In between, there was a dream. And there was spontaneity. There were great songs and creativity in all aspects of their musicality that led to them becoming a household mane. Bound together by their music and thirst for adventure, Blind Melon had that refreshing vitality that allowed them to grow their fan base the old fashioned way with incessant grass roots touring. Then came the smash hit "No Rain," and many more chart-topping singles like "Tones of Home," "Change," and "Galaxie," massive MTV exposure, a triple-platinum debut album, the cover of Rolling Stone, Grammy and American Music Award nominations, appearances on Letterman and Saturday Night Live, a prime slot at Woodstock '94, around the world stints with the likes of The Rolling Stones, Neil Young, Soundgarden, Lenny Kravitz and Pearl Jam, a much-anticipated follow-up record in Soup, more touring and suddenly, Hoon's tragic death in New Orleans (October '95) from an accidental cocaine overdose.

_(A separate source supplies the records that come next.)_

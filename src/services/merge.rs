//! Reconciliation of an on-disk daily history with a freshly downloaded one.
//!
//! Histories are downloaded whole on every run, so the new series normally
//! extends the old one at the recent end while repeating its overlap. A
//! corporate action shifts every adjusted value of the overlap; the ratio of
//! the adjustment factors on overlapping dates is carried backwards to
//! rescale the bars only the old file still has.

use chrono::NaiveDate;
use std::collections::BTreeMap;
use tracing::warn;

use crate::models::DailyBar;

/// Walking dates in descending order, every date falls into one phase; a
/// well-formed pair of series visits the phases in this order.
#[derive(Debug, Clone, Copy, PartialEq, Eq, PartialOrd, Ord)]
enum Phase {
    Start,
    NewOnly,
    Overlap,
    OldOnly,
}

impl Phase {
    fn label(self) -> &'static str {
        match self {
            Phase::Start => "start",
            Phase::NewOnly => "new-only",
            Phase::Overlap => "overlap",
            Phase::OldOnly => "old-only",
        }
    }
}

/// Merge two daily histories keyed by date.
///
/// Returns the merged series in ascending date order and the list of
/// human-readable discrepancy messages. No discrepancy aborts the merge:
/// the newer value wins, except that a non-positive new price falls back
/// to the positive old one.
pub fn merge_daily_history(
    hist_old: &[DailyBar],
    hist_new: &[DailyBar],
) -> (Vec<DailyBar>, Vec<String>) {
    let mut messages = Vec::new();

    let map_old: BTreeMap<NaiveDate, &DailyBar> =
        hist_old.iter().map(|bar| (bar.date, bar)).collect();
    let map_new: BTreeMap<NaiveDate, &DailyBar> =
        hist_new.iter().map(|bar| (bar.date, bar)).collect();

    let mut dates: Vec<NaiveDate> = map_old.keys().chain(map_new.keys()).copied().collect();
    dates.sort_unstable();
    dates.dedup();

    let mut merged = Vec::with_capacity(dates.len());
    let mut phase = Phase::Start;
    let mut multiplier = 1.0;

    for date in dates.into_iter().rev() {
        let entry_old = map_old.get(&date).copied();
        let entry_new = map_new.get(&date).copied();

        let entry = match (entry_new, entry_old) {
            (Some(new), None) => {
                enter_phase(&mut phase, Phase::NewOnly, date, &mut messages);
                new.clone()
            }
            (Some(new), Some(old)) => {
                enter_phase(&mut phase, Phase::Overlap, date, &mut messages);

                let entry = reconcile_overlap(old, new, date, &mut messages);

                if old.adjustment_factor != 0.0 {
                    multiplier = new.adjustment_factor / old.adjustment_factor;
                }

                entry
            }
            (None, Some(old)) => {
                enter_phase(&mut phase, Phase::OldOnly, date, &mut messages);

                let mut entry = old.clone();
                if multiplier != 1.0 {
                    entry.adjustment_factor *= multiplier;
                    entry.open_adjusted *= multiplier;
                    entry.high_adjusted *= multiplier;
                    entry.low_adjusted *= multiplier;
                    entry.last_adjusted *= multiplier;
                    entry.close_adjusted *= multiplier;
                    entry.number_of_shares_adjusted /= multiplier;
                    entry.vwap_adjusted *= multiplier;
                }
                entry
            }
            (None, None) => unreachable!("date came from the union of both maps"),
        };

        let violations = entry.consistency_violations();
        if !violations.is_empty() {
            warn!("{}: inconsistent bar: {}", date, violations.join(", "));
        }

        merged.push(entry);
    }

    merged.sort_by_key(|bar| bar.date);
    (merged, messages)
}

/// Sort a freshly downloaded series for first-time persistence.
pub fn sort_ascending(mut bars: Vec<DailyBar>) -> Vec<DailyBar> {
    bars.sort_by_key(|bar| bar.date);
    bars
}

fn enter_phase(phase: &mut Phase, next: Phase, date: NaiveDate, messages: &mut Vec<String>) {
    if next >= *phase {
        *phase = next;
    } else {
        messages.push(format!(
            "{}: phase went backwards from {} to {}",
            date,
            phase.label(),
            next.label()
        ));
    }
}

/// The newer record wins; differing fields are reported, and a non-positive
/// new price falls back to the old value (together with its adjusted
/// counterpart).
fn reconcile_overlap(
    old: &DailyBar,
    new: &DailyBar,
    date: NaiveDate,
    messages: &mut Vec<String>,
) -> DailyBar {
    let mut entry = new.clone();

    let mut not_equal = Vec::new();
    let fields = [
        ("open", old.open, new.open),
        ("high", old.high, new.high),
        ("low", old.low, new.low),
        ("last", old.last, new.last),
        ("close", old.close, new.close),
        ("number of shares", old.number_of_shares, new.number_of_shares),
        ("number of trades", old.number_of_trades, new.number_of_trades),
        ("turnover", old.turnover, new.turnover),
        ("vwap", old.vwap, new.vwap),
    ];
    for (name, old_value, new_value) in fields {
        if old_value != new_value {
            not_equal.push(name);
        }
    }
    if old.has_marking != new.has_marking {
        not_equal.push("has marking");
    }
    if !not_equal.is_empty() {
        messages.push(format!(
            "{}: different values for {}",
            date,
            not_equal.join(", ")
        ));
    }

    let mut fallbacks = Vec::new();
    {
        let prices: [(&str, (f64, f64), (f64, f64), &mut f64, &mut f64); 6] = [
            (
                "open",
                (old.open, new.open),
                (old.open_adjusted, new.open_adjusted),
                &mut entry.open,
                &mut entry.open_adjusted,
            ),
            (
                "high",
                (old.high, new.high),
                (old.high_adjusted, new.high_adjusted),
                &mut entry.high,
                &mut entry.high_adjusted,
            ),
            (
                "low",
                (old.low, new.low),
                (old.low_adjusted, new.low_adjusted),
                &mut entry.low,
                &mut entry.low_adjusted,
            ),
            (
                "last",
                (old.last, new.last),
                (old.last_adjusted, new.last_adjusted),
                &mut entry.last,
                &mut entry.last_adjusted,
            ),
            (
                "close",
                (old.close, new.close),
                (old.close_adjusted, new.close_adjusted),
                &mut entry.close,
                &mut entry.close_adjusted,
            ),
            (
                "vwap",
                (old.vwap, new.vwap),
                (old.vwap_adjusted, new.vwap_adjusted),
                &mut entry.vwap,
                &mut entry.vwap_adjusted,
            ),
        ];

        for (name, (old_raw, new_raw), (old_adj, _), raw_slot, adj_slot) in prices {
            if new_raw <= 0.0 && old_raw > 0.0 {
                *raw_slot = old_raw;
                *adj_slot = old_adj;
                fallbacks.push(name);
            }
        }
    }
    if !fallbacks.is_empty() {
        messages.push(format!(
            "{}: keeping old values for non-positive new {}",
            date,
            fallbacks.join(", ")
        ));
    }

    entry
}

#[cfg(test)]
mod tests {
    use super::*;

    fn date(day: u32) -> NaiveDate {
        NaiveDate::from_ymd_opt(2024, 5, day).unwrap()
    }

    fn bar(day: u32, close: f64, factor: f64) -> DailyBar {
        let mut b = DailyBar::empty(date(day));
        b.open = close - 1.0;
        b.high = close + 1.0;
        b.low = close - 2.0;
        b.last = close;
        b.close = close;
        b.number_of_shares = 1000.0;
        b.number_of_trades = 10.0;
        b.turnover = close * 1000.0;
        b.vwap = close;
        b.open_adjusted = (close - 1.0) * factor;
        b.high_adjusted = (close + 1.0) * factor;
        b.low_adjusted = (close - 2.0) * factor;
        b.last_adjusted = close * factor;
        b.close_adjusted = close * factor;
        b.number_of_shares_adjusted = 1000.0 / factor;
        b.number_of_trades_adjusted = 10.0;
        b.turnover_adjusted = close * 1000.0;
        b.vwap_adjusted = close * factor;
        b.adjustment_factor = factor;
        b
    }

    #[test]
    fn test_merge_with_self_is_identity_without_messages() {
        let hist = vec![bar(1, 10.0, 1.0), bar(2, 11.0, 1.0), bar(3, 12.0, 1.0)];
        let (merged, messages) = merge_daily_history(&hist, &hist);
        assert_eq!(merged, hist);
        assert!(messages.is_empty(), "unexpected messages: {:?}", messages);
    }

    #[test]
    fn test_new_only_dates_are_taken_unchanged() {
        let old = vec![bar(1, 10.0, 1.0)];
        let new = vec![bar(1, 10.0, 1.0), bar(2, 11.0, 1.0)];
        let (merged, messages) = merge_daily_history(&old, &new);
        assert_eq!(merged, new);
        assert!(messages.is_empty());
    }

    #[test]
    fn test_old_only_dates_survive() {
        let old = vec![bar(1, 10.0, 1.0), bar(2, 11.0, 1.0)];
        let new = vec![bar(2, 11.0, 1.0), bar(3, 12.0, 1.0)];
        let (merged, messages) = merge_daily_history(&old, &new);
        assert_eq!(merged.len(), 3);
        assert_eq!(merged[0], old[0]);
        assert!(messages.is_empty());
    }

    #[test]
    fn test_old_only_dates_are_rescaled_by_carried_multiplier() {
        // A 2:1 split between the runs halves every adjusted value the new
        // download reports for the overlap.
        let old = vec![bar(1, 10.0, 1.0), bar(2, 11.0, 1.0)];
        let new = vec![bar(2, 11.0, 0.5), bar(3, 12.0, 0.5)];
        let (merged, messages) = merge_daily_history(&old, &new);
        assert!(messages.is_empty());

        let rescaled = &merged[0];
        assert_eq!(rescaled.date, date(1));
        assert_eq!(rescaled.adjustment_factor, 0.5);
        assert_eq!(rescaled.close_adjusted, 10.0 * 0.5);
        assert_eq!(rescaled.open_adjusted, 9.0 * 0.5);
        assert_eq!(rescaled.vwap_adjusted, 10.0 * 0.5);
        // Share counts scale the other way.
        assert_eq!(rescaled.number_of_shares_adjusted, 1000.0 / 0.5);
        // Trade counts and turnover are scale-invariant.
        assert_eq!(rescaled.number_of_trades_adjusted, 10.0);
        assert_eq!(rescaled.turnover_adjusted, 10.0 * 1000.0);
        // Unadjusted side untouched.
        assert_eq!(rescaled.close, 10.0);
    }

    #[test]
    fn test_overlap_mismatch_is_reported_and_new_wins() {
        let old = vec![bar(1, 10.0, 1.0)];
        let mut changed = bar(1, 10.0, 1.0);
        changed.close = 10.5;
        changed.turnover = 9999.0;
        let new = vec![changed.clone()];

        let (merged, messages) = merge_daily_history(&old, &new);
        assert_eq!(merged[0], changed);
        assert_eq!(messages.len(), 1);
        assert!(messages[0].contains("different values for close, turnover"));
    }

    #[test]
    fn test_non_positive_new_price_falls_back_to_old() {
        let old = vec![bar(1, 10.0, 1.0)];
        let mut broken = bar(1, 10.0, 1.0);
        broken.low = 0.0;
        broken.low_adjusted = 0.0;
        let new = vec![broken];

        let (merged, messages) = merge_daily_history(&old, &new);
        assert_eq!(merged[0].low, old[0].low);
        assert_eq!(merged[0].low_adjusted, old[0].low_adjusted);
        assert!(messages
            .iter()
            .any(|m| m.contains("keeping old values for non-positive new low")));
    }

    #[test]
    fn test_phase_going_backwards_is_reported_but_not_rejected() {
        // The new download is missing a middle date the old file has, so a
        // new-only date shows up after the overlap already started.
        let old = vec![bar(2, 11.0, 1.0)];
        let new = vec![bar(1, 10.0, 1.0), bar(2, 11.0, 1.0)];

        let (merged, messages) = merge_daily_history(&old, &new);
        assert_eq!(merged.len(), 2);
        assert_eq!(messages.len(), 1);
        assert!(messages[0].contains("phase went backwards from overlap to new-only"));
    }

    #[test]
    fn test_multiplier_from_zero_old_factor_is_ignored() {
        let mut old_bar = bar(2, 11.0, 1.0);
        old_bar.adjustment_factor = 0.0;
        let old = vec![bar(1, 10.0, 1.0), old_bar];
        let new = vec![bar(2, 11.0, 0.5), bar(3, 12.0, 0.5)];

        let (merged, _) = merge_daily_history(&old, &new);
        // Multiplier stays 1.0: the old-only bar keeps its adjusted values.
        assert_eq!(merged[0].close_adjusted, 10.0);
    }

    #[test]
    fn test_merged_series_is_sorted_ascending() {
        let old = vec![bar(3, 12.0, 1.0), bar(1, 10.0, 1.0)];
        let new = vec![bar(2, 11.0, 1.0)];
        let (merged, _) = merge_daily_history(&old, &new);
        let dates: Vec<NaiveDate> = merged.iter().map(|b| b.date).collect();
        assert_eq!(dates, vec![date(1), date(2), date(3)]);
    }

    #[test]
    fn test_merge_into_empty_old() {
        let new = vec![bar(1, 10.0, 1.0), bar(2, 11.0, 1.0)];
        let (merged, messages) = merge_daily_history(&[], &new);
        assert_eq!(merged, new);
        assert!(messages.is_empty());
    }
}
use clap::{Parser, Subcommand};
use std::path::PathBuf;

use crate::commands;

#[derive(Parser)]
#[command(name = "enxhist")]
#[command(about = "Euronext history downloader", long_about = None)]
pub struct Cli {
    #[command(subcommand)]
    pub command: Commands,
}

#[derive(Subcommand)]
pub enum Commands {
    /// Download end-of-day histories and merge them into the repository
    Pull {
        /// Path to the JSON configuration file
        #[arg(default_value = "enxhist.json")]
        config: PathBuf,
    },
    /// Download intraday trades and archive them
    Intraday {
        /// Path to the JSON configuration file
        #[arg(default_value = "enxintr.json")]
        config: PathBuf,
    },
    /// Inspect an instrument catalog and rewrite it as XML and JSON
    Catalog {
        /// Path to the instruments XML file
        input: PathBuf,
        /// Output base name (writes <base>.xml and <base>.json)
        #[arg(short, long)]
        output: Option<PathBuf>,
    },
}

pub fn run() {
    let cli = Cli::parse();

    match cli.command {
        Commands::Pull { config } => {
            commands::pull::run(&config);
        }
        Commands::Intraday { config } => {
            commands::intraday::run(&config);
        }
        Commands::Catalog { input, output } => {
            commands::catalog::run(&input, output.as_deref());
        }
    }
}
//! Catalog inspection: read an instruments XML file, print a per-type
//! summary and optionally rewrite it as normalized XML and JSON.

use std::collections::BTreeMap;
use std::path::Path;

use crate::error::Result;
use crate::models::catalog;

pub fn run(input: &Path, output: Option<&Path>) {
    if let Err(e) = run_inner(input, output) {
        eprintln!("catalog failed: {}", e);
        std::process::exit(1);
    }
}

fn run_inner(input: &Path, output: Option<&Path>) -> Result<()> {
    let catalog = catalog::read_xml_file(input)?;
    println!(
        "{} instruments read from {}",
        catalog.instruments.len(),
        input.display()
    );

    let mut counts: BTreeMap<&str, usize> = BTreeMap::new();
    for instrument in &catalog.instruments {
        *counts.entry(instrument.kind.as_str()).or_insert(0) += 1;
    }
    for (kind, count) in counts {
        println!("  {}: {}", kind, count);
    }

    if let Some(base) = output {
        let xml_path = base.with_extension("xml");
        catalog::write_xml_file(&xml_path, &catalog)?;
        println!("wrote {}", xml_path.display());

        let json_path = base.with_extension("json");
        catalog::write_json_file(&json_path, &catalog)?;
        println!("wrote {}", json_path.display());
    }

    Ok(())
}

Nico is a gift to Shannon Hoon's daughter Nico Blue, who was all of 13 and a half weeks old when he passed away. It is the band's best, most consistent work, capturing their many varied sides, unified by the dark-laced, forbidding lyrics and plaintive, yearning vocals of their departed mate

After Shannon's death, the group split up physically, with Rogers moving to New York, Brad and Christopher to Seattle and Glen staying in New Orleans, where the band had recorded Soup. After two or three months, they began contemplating organizing the remaining tapes they had of Shannon and the band into an album. Luckily, thanks to Thorn's portable ADAT eight-track digital recording unit and the 16-17 songs they finished for Soup which didn't make the record, there was quite a bit of material to choose from.

"There are a lot more chapters that should have been written as Blind Melon, but that's not going to be. This is it. This is all the music we have to put out with Shannon. We're moving forward because this is all we know how to do. None of us has gone to college. It's not like we can go out and get jobs. Being a musician is something you can't kick. We have a few good years left in us in terms of songs an inspiration, but as far as Blind Melon goes, I wish there would've been more. I think Shannon would have gone on to write more amazing things."

The band has announced they will donate a percentage of the sales from Nico to the Musician's Assistance Program (MAP), which offers drug treatment for musicians who can't afford it. They are hoping Shannon's death will be a wake-up call for others as it has been for them.